Dataset entries
# # # # #

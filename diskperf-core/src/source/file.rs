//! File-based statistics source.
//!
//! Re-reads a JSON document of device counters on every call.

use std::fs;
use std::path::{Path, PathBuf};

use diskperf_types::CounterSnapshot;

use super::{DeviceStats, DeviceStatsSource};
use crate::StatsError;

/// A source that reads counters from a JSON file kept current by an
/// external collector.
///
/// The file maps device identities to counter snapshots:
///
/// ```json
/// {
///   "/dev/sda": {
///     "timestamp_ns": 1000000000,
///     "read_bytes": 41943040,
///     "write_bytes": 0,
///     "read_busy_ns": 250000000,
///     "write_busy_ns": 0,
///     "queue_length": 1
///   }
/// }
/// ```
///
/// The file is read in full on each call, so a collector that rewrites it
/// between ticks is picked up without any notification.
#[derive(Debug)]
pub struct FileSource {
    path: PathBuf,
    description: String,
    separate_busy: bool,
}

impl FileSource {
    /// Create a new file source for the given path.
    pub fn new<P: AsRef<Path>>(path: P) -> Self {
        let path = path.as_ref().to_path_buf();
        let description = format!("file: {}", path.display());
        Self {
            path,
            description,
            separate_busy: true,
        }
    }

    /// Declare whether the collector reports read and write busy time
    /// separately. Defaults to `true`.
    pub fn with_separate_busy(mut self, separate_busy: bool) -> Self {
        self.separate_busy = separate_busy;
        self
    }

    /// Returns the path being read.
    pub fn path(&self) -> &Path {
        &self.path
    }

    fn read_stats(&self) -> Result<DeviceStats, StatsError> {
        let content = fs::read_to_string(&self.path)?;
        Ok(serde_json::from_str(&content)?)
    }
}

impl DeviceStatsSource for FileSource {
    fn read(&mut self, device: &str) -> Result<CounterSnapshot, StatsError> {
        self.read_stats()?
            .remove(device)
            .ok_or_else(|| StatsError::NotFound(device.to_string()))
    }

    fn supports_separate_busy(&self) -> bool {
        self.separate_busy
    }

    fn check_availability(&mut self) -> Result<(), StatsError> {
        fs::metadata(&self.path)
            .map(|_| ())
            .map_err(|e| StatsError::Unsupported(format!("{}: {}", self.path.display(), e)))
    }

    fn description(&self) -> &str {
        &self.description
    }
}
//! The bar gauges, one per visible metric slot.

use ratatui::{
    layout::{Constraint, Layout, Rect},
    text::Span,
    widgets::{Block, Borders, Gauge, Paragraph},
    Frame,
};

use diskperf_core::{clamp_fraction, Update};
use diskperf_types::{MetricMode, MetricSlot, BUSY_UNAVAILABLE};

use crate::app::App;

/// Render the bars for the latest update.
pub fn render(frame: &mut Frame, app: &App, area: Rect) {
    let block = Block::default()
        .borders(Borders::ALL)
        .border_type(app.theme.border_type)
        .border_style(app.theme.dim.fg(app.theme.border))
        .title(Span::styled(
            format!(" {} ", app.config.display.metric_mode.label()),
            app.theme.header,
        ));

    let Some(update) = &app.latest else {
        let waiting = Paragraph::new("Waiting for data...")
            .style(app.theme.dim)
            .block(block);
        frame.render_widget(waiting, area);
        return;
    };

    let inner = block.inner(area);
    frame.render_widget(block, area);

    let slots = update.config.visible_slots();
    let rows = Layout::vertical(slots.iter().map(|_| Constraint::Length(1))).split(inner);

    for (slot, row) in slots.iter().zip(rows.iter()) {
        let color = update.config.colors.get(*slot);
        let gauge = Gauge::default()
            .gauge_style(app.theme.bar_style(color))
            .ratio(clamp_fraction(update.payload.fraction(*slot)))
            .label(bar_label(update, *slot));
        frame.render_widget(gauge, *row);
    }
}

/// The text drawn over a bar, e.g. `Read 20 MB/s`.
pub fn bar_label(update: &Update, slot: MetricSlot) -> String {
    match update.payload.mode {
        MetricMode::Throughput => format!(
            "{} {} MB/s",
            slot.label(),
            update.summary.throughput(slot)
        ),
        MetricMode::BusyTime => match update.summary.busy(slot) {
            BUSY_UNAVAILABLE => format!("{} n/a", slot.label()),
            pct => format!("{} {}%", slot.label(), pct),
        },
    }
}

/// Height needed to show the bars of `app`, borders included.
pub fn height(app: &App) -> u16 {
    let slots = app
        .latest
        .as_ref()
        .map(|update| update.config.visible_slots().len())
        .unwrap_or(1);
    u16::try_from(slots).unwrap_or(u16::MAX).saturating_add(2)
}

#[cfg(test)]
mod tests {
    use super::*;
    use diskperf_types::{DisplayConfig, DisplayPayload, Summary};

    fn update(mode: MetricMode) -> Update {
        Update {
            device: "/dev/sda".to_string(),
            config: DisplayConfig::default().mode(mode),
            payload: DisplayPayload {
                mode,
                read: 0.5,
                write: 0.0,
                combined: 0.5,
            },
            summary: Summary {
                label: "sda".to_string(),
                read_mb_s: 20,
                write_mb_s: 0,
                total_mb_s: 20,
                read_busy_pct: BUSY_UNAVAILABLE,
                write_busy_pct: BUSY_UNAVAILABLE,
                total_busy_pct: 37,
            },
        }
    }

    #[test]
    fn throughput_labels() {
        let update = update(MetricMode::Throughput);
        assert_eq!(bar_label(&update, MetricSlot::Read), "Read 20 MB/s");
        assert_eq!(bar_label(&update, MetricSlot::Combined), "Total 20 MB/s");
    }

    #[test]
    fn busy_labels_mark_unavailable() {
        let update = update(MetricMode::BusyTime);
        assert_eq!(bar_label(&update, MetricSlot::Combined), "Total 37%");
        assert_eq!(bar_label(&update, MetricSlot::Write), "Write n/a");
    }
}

# # # # #

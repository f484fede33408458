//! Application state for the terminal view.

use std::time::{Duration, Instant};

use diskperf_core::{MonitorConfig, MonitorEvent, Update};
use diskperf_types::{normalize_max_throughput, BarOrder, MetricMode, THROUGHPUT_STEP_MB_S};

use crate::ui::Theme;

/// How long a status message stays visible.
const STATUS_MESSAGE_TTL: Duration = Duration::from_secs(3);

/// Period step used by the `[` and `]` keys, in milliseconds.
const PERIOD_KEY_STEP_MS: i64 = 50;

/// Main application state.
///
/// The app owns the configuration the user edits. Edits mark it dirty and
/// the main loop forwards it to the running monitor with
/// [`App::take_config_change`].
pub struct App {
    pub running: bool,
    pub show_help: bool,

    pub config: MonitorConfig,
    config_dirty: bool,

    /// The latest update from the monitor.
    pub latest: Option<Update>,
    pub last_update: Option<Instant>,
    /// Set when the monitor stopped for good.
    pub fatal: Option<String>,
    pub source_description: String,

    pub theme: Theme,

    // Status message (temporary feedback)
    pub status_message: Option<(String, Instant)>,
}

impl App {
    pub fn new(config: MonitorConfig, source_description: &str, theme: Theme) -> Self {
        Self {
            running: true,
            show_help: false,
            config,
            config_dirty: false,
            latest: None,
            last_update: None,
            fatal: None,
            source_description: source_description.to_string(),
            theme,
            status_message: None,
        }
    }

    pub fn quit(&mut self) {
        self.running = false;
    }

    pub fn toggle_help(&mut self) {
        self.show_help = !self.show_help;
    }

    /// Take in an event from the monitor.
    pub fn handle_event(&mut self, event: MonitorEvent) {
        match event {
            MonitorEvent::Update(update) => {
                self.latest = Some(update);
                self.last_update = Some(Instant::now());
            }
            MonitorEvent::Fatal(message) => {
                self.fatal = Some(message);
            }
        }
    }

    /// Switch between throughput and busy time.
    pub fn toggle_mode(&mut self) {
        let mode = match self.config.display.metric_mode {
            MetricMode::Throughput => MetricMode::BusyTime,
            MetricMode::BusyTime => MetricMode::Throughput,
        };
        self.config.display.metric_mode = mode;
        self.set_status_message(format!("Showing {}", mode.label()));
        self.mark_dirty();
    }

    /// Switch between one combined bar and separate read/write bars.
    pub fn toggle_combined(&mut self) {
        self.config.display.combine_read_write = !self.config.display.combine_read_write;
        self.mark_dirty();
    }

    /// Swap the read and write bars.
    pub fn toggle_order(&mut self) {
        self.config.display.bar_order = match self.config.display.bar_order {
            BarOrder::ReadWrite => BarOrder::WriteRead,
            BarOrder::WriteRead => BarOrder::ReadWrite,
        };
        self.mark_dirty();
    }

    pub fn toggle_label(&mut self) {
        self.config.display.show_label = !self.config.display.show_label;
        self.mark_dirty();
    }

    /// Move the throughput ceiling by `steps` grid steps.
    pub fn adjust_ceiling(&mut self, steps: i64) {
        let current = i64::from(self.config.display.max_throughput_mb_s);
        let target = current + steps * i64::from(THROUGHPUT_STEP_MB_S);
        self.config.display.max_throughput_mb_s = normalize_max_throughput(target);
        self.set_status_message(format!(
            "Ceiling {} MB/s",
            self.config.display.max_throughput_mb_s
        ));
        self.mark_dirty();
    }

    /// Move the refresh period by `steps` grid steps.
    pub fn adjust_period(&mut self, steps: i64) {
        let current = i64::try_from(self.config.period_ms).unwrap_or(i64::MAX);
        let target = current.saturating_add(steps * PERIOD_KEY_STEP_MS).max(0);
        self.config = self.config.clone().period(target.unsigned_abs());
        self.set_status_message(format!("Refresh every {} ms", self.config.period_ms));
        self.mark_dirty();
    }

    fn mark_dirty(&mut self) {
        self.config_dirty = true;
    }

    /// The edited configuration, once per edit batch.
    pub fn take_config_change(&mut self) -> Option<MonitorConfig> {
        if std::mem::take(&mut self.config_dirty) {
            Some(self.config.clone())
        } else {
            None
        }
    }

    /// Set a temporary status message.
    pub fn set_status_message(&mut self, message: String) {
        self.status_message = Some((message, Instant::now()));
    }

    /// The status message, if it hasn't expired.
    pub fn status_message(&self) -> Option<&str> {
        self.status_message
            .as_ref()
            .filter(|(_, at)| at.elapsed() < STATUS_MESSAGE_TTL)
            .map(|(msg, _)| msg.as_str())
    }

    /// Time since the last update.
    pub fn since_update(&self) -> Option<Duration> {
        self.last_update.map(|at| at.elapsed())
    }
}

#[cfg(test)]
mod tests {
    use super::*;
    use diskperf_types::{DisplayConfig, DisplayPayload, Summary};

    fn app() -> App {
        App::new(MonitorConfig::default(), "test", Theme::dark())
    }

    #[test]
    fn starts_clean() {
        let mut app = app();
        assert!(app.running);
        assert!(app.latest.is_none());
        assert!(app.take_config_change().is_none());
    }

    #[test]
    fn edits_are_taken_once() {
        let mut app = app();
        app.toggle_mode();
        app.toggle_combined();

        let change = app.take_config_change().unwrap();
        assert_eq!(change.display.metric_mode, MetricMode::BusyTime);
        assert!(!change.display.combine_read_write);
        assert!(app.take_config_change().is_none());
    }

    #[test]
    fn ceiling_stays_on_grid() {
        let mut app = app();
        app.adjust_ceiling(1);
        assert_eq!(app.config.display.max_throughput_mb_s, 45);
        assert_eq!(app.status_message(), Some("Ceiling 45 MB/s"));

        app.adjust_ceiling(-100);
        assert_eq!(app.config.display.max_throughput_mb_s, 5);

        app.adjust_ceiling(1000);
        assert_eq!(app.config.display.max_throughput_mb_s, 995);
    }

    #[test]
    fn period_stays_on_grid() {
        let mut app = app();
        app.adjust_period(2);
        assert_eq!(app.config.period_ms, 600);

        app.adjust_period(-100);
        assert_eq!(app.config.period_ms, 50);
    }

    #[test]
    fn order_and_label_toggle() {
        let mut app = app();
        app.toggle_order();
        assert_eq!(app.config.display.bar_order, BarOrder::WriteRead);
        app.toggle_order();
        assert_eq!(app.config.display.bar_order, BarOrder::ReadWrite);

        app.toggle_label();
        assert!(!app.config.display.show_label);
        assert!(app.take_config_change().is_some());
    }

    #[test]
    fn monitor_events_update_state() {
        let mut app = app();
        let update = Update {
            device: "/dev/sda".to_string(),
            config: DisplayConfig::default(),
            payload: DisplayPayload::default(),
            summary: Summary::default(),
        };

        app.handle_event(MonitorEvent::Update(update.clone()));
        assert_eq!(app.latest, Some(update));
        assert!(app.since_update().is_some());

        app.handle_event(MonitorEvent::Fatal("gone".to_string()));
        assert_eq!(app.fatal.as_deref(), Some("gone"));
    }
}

# # # # #

### Requirement
Filter the records down to the lines that contain the string "current", and copy those lines.

### Output below
/// A source that reads counters from a JSON file kept current by an
        let current = i64::from(self.config.display.max_throughput_mb_s);
        let target = current + steps * i64::from(THROUGHPUT_STEP_MB_S);
        let current = i64::try_from(self.config.period_ms).unwrap_or(i64::MAX);
        let target = current.saturating_add(steps * PERIOD_KEY_STEP_MS).max(0);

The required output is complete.